05:25 Tous les indicateurs de la délinquance sont à la hausse.
05:29 Si je vous donne quelques exemples, les homicides c'est +8%,
05:32 les vols avec violence c'est +15%, les vols de voiture,
05:38 ce qui touche beaucoup certainement de nos auditeurs qui s'interrogent,
05:42 eh bien c'est +9%, c'est-à-dire qu'il y a 133 000 véhicules chaque année,
05:47 cette année, qui sont dérobés, qui sont volés.
05:50 Et donc tous ces indicateurs de la délinquance à la hausse,
05:54 s'accompagnent d'un taux d'élucidation qui est à la baisse.
05:57 Qu'est-ce que c'est le taux d'élucidation ?
05:59 Ça veut dire que quand on résout une affaire,
06:01 eh bien si je prends les exemples de cambriolage qui était...
06:04 - Mais c'est par manque d'effectifs Brice Antofo, pourquoi ?
06:07 - Attendez, je termine juste pour que vous compreniez la situation,
06:09 parce que pour commenter, il faut connaître la situation.
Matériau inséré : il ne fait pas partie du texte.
//! Startup configuration for the viewer.

use std::path::{Path, PathBuf};

use log::*;
use serde::{Deserialize, Serialize};
use thiserror::Error;

/// Environment variable that overrides the configuration file location.
pub const CONFIG_ENV_VAR: &str = "MODEL_VIEWER_CONFIG";
/// Configuration file looked up in the working directory.
pub const DEFAULT_CONFIG_FILE: &str = "model-viewer.toml";

#[derive(Debug, Error)]
pub enum ConfigError {
    #[error("IO error: {0}")]
    Io(#[from] std::io::Error),

    #[error("Parse error: {0}")]
    Parse(String),

    #[error("Invalid sample count {0}, expected a power of two between 1 and 64.")]
    SampleCount(u32),
}

#[derive(Clone, Debug, PartialEq, Serialize, Deserialize)]
#[serde(default)]
pub struct WindowConfig {
    pub title: String,
    pub width: u32,
    pub height: u32,
    pub resizable: bool,
}

impl Default for WindowConfig {
    fn default() -> Self {
        Self {
            title: "Model Viewer".to_string(),
            width: 800,
            height: 600,
            resizable: true,
        }
    }
}

/// Where the model comes from and how it is placed on import.
#[derive(Clone, Debug, PartialEq, Serialize, Deserialize)]
#[serde(default)]
pub struct ModelConfig {
    pub path: PathBuf,
    pub offset: [f32; 3],
    pub scale: [f32; 3],
}

impl Default for ModelConfig {
    fn default() -> Self {
        Self {
            path: PathBuf::from("assets/models/viking_room.obj"),
            offset: [0.0, 0.0, 0.0],
            scale: [1.0, 1.0, 1.0],
        }
    }
}

#[derive(Clone, Debug, PartialEq, Serialize, Deserialize)]
#[serde(default)]
pub struct RendererConfig {
    /// Enables the Khronos validation layer and the debug messenger.
    pub validation: bool,
    /// Requested MSAA sample count, clamped to what the device supports.
    pub sample_count: u32,
    pub cull_back_faces: bool,
    pub texture_path: PathBuf,
    pub window: WindowConfig,
    pub model: ModelConfig,
}

impl Default for RendererConfig {
    fn default() -> Self {
        Self {
            validation: cfg!(debug_assertions),
            sample_count: 2,
            cull_back_faces: false,
            texture_path: PathBuf::from("assets/textures/viking_room.png"),
            window: WindowConfig::default(),
            model: ModelConfig::default(),
        }
    }
}

impl RendererConfig {
    pub fn from_toml(contents: &str) -> Result<Self, ConfigError> {
        let config: Self =
            toml::from_str(contents).map_err(|e| ConfigError::Parse(e.to_string()))?;
        config.validate()?;
        Ok(config)
    }

    pub fn load(path: impl AsRef<Path>) -> Result<Self, ConfigError> {
        let contents = std::fs::read_to_string(path)?;
        Self::from_toml(&contents)
    }

    /// Loads the file named by `MODEL_VIEWER_CONFIG`, else `model-viewer.toml`,
    /// else falls back to defaults when neither exists.
    pub fn load_or_default() -> Result<Self, ConfigError> {
        let path = std::env::var_os(CONFIG_ENV_VAR)
            .map(PathBuf::from)
            .unwrap_or_else(|| PathBuf::from(DEFAULT_CONFIG_FILE));

        if path.exists() {
            info!("Loading configuration from `{}`.", path.display());
            Self::load(&path)
        } else {
            debug!("No configuration at `{}`, using defaults.", path.display());
            Ok(Self::default())
        }
    }

    pub fn to_toml(&self) -> Result<String, ConfigError> {
        toml::to_string_pretty(self).map_err(|e| ConfigError::Parse(e.to_string()))
    }

    fn validate(&self) -> Result<(), ConfigError> {
        if !self.sample_count.is_power_of_two() || self.sample_count > 64 {
            return Err(ConfigError::SampleCount(self.sample_count));
        }
        Ok(())
    }
}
06:12 Les cambriolages c'est +11%, je vous ai donné les voitures.
06:15 Le taux d'élucidation, aussi bien pour les vols de voiture que pour les cambriolages,
06:19 c'est de l'ordre de 8%, c'est-à-dire vous êtes cambriolé,
06:22 vous quittez ce studio, vous rentrez chez vous.
06:24 En réalité, aujourd'hui, vous avez 9 chances sur 10 qu'on n'identifie pas,
06:28 en tout cas sur un an, parce que c'est la durée statistique,
06:32 qu'on n'identifie pas les responsables.
06:34 Les homicides, par exemple, les meurtres, c'est 74% de taux d'élucidation.
06:39 À mon époque, c'était 92%.
06:42 Donc il y a une dégradation.
06:45 Il y a une dégradation.
06:46 Alors l'explication, elle est...
06:49 Moi je ne fais pas porter la responsabilité, le chapeau, le sombrero,
06:52 ce que vous voulez au ministre de l'Intérieur,
06:54 dont je ne doute pas de la bonne volonté.
06:57 Mais il y a une explication, c'est tout simplement un fait de société.
07:01 Dans nos sociétés développées, il y a une évolution de la délinquance.
07:05 Il y a la pression des délinquants qui s'adaptent, qui réagissent,
07:09 qui s'équipent et ainsi de suite.
07:11 Et puis il y a sans doute une question aussi d'organisation des services publics.
07:15 Quand j'étais en fonction, j'avais décidé que pour chaque cambriolage,
07:19 il y aurait un déplacement de la police technique et scientifique.
07:21 C'était un effort considérable, vous imaginez bien,
07:23 en termes de moyens, en termes de déplacements.
07:26 Mais ça donnait des résultats un peu différents.
07:29 C'était de l'ordre de 20 à 22 % de taux d'élucidation.